Your goal: Each line below should be quoted exactly, please.

[Opening Records for this task section]

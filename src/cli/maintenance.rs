use super::ui;
use crate::pricing::quota::QuotaUsage;
use crate::pricing::sweeper::{CleanupSweeper, SweepReport};
use crate::pricing::{PriceService, UPSTREAM_LIMITER_KEY};
use anyhow::Result;
use comfy_table::Cell;

/// Runs one cleanup pass and prints what it removed.
pub async fn sweep(sweeper: &CleanupSweeper) -> Result<()> {
    let report = sweeper.sweep().await?;
    println!("{}", render_sweep_report(&report));
    Ok(())
}

pub async fn usage(service: &PriceService) -> Result<()> {
    let quota = service.quota().usage().await?;
    let in_window = service.limiter().window_len(UPSTREAM_LIMITER_KEY).await?;
    println!(
        "{}",
        render_usage(&quota, in_window, service.limiter().limit())
    );
    Ok(())
}

fn render_sweep_report(report: &SweepReport) -> String {
    let mut table = ui::new_styled_table();
    table.set_header(vec![ui::header_cell("Collection"), ui::header_cell("Removed")]);
    table.add_row(vec![
        Cell::new("Cached price series"),
        Cell::new(report.cache_entries_removed),
    ]);
    table.add_row(vec![
        Cell::new("Usage records (past months)"),
        Cell::new(report.usage_records_removed),
    ]);

    format!(
        "{}\n\n{}",
        ui::style_text("Cleanup sweep", ui::StyleType::Title),
        table
    )
}

fn render_usage(quota: &QuotaUsage, in_window: usize, limit_per_minute: u32) -> String {
    let mut table = ui::new_styled_table();
    table.set_header(vec![
        ui::header_cell("Budget"),
        ui::header_cell("Used"),
        ui::header_cell("Limit"),
        ui::header_cell("Remaining"),
    ]);
    table.add_row(vec![
        Cell::new("This month"),
        Cell::new(quota.used),
        Cell::new(quota.ceiling),
        Cell::new(quota.remaining()),
    ]);
    table.add_row(vec![
        Cell::new("Last 60 seconds"),
        Cell::new(in_window),
        Cell::new(limit_per_minute),
        Cell::new((limit_per_minute as usize).saturating_sub(in_window)),
    ]);

    let status = if quota.is_exhausted() {
        ui::style_text("Monthly quota exhausted, serving cached data only", ui::StyleType::Error)
    } else {
        ui::style_text("Upstream calls available", ui::StyleType::TotalValue)
    };

    format!(
        "{}\n\n{}\n\n{}",
        ui::style_text("Upstream API usage", ui::StyleType::Title),
        table,
        status
    )
}

#[cfg(test)]
mod tests {
    use super::*;

    #[test]
    fn test_render_usage() {
        let quota = QuotaUsage {
            used: 9800,
            ceiling: 9800,
        };
        let output = render_usage(&quota, 12, 30);

        assert!(output.contains("This month"));
        assert!(output.contains("9800"));
        assert!(output.contains("18"));
        assert!(output.contains("Monthly quota exhausted"));
    }

    #[test]
    fn test_render_sweep_report() {
        let report = SweepReport {
            cache_entries_removed: 4,
            usage_records_removed: 17,
        };
        let output = render_sweep_report(&report);

        assert!(output.contains("Cached price series"));
        assert!(output.contains("17"));
    }
}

[Closing Records for this task section]

Task output:
filename src/cli/maintenance.rs
use super::ui;
use crate::pricing::quota::QuotaUsage;
use crate::pricing::sweeper::{CleanupSweeper, SweepReport};
use crate::pricing::{PriceService, UPSTREAM_LIMITER_KEY};
use anyhow::Result;
use comfy_table::Cell;

/// Runs one cleanup pass and prints what it removed.
pub async fn sweep(sweeper: &CleanupSweeper) -> Result<()> {
    let report = sweeper.sweep().await?;
    println!("{}", render_sweep_report(&report));
    Ok(())
}

pub async fn usage(service: &PriceService) -> Result<()> {
    let quota = service.quota().usage().await?;
    let in_window = service.limiter().window_len(UPSTREAM_LIMITER_KEY).await?;
    println!(
        "{}",
        render_usage(&quota, in_window, service.limiter().limit())
    );
    Ok(())
}

fn render_sweep_report(report: &SweepReport) -> String {
    let mut table = ui::new_styled_table();
    table.set_header(vec![ui::header_cell("Collection"), ui::header_cell("Removed")]);
    table.add_row(vec![
        Cell::new("Cached price series"),
        Cell::new(report.cache_entries_removed),
    ]);
    table.add_row(vec![
        Cell::new("Usage records (past months)"),
        Cell::new(report.usage_records_removed),
    ]);

    format!(
        "{}\n\n{}",
        ui::style_text("Cleanup sweep", ui::StyleType::Title),
        table
    )
}

fn render_usage(quota: &QuotaUsage, in_window: usize, limit_per_minute: u32) -> String {
    let mut table = ui::new_styled_table();
    table.set_header(vec![
        ui::header_cell("Budget"),
        ui::header_cell("Used"),
        ui::header_cell("Limit"),
        ui::header_cell("Remaining"),
    ]);
    table.add_row(vec![
        Cell::new("This month"),
        Cell::new(quota.used),
        Cell::new(quota.ceiling),
        Cell::new(quota.remaining()),
    ]);
    table.add_row(vec![
        Cell::new("Last 60 seconds"),
        Cell::new(in_window),
        Cell::new(limit_per_minute),
        Cell::new((limit_per_minute as usize).saturating_sub(in_window)),
    ]);

    let status = if quota.is_exhausted() {
        ui::style_text("Monthly quota exhausted, serving cached data only", ui::StyleType::Error)
    } else {
        ui::style_text("Upstream calls available", ui::StyleType::TotalValue)
    };

    format!(
        "{}\n\n{}\n\n{}",
        ui::style_text("Upstream API usage", ui::StyleType::Title),
        table,
        status
    )
}

#[cfg(test)]
mod tests {
    use super::*;

    #[test]
    fn test_render_usage() {
        let quota = QuotaUsage {
            used: 9800,
            ceiling: 9800,
        };
        let output = render_usage(&quota, 12, 30);

        assert!(output.contains("This month"));
        assert!(output.contains("9800"));
        assert!(output.contains("18"));
        assert!(output.contains("Monthly quota exhausted"));
    }

    #[test]
    fn test_render_sweep_report() {
        let report = SweepReport {
            cache_entries_removed: 4,
            usage_records_removed: 17,
        };
        let output = render_sweep_report(&report);

        assert!(output.contains("Cached price series"));
        assert!(output.contains("17"));
    }
}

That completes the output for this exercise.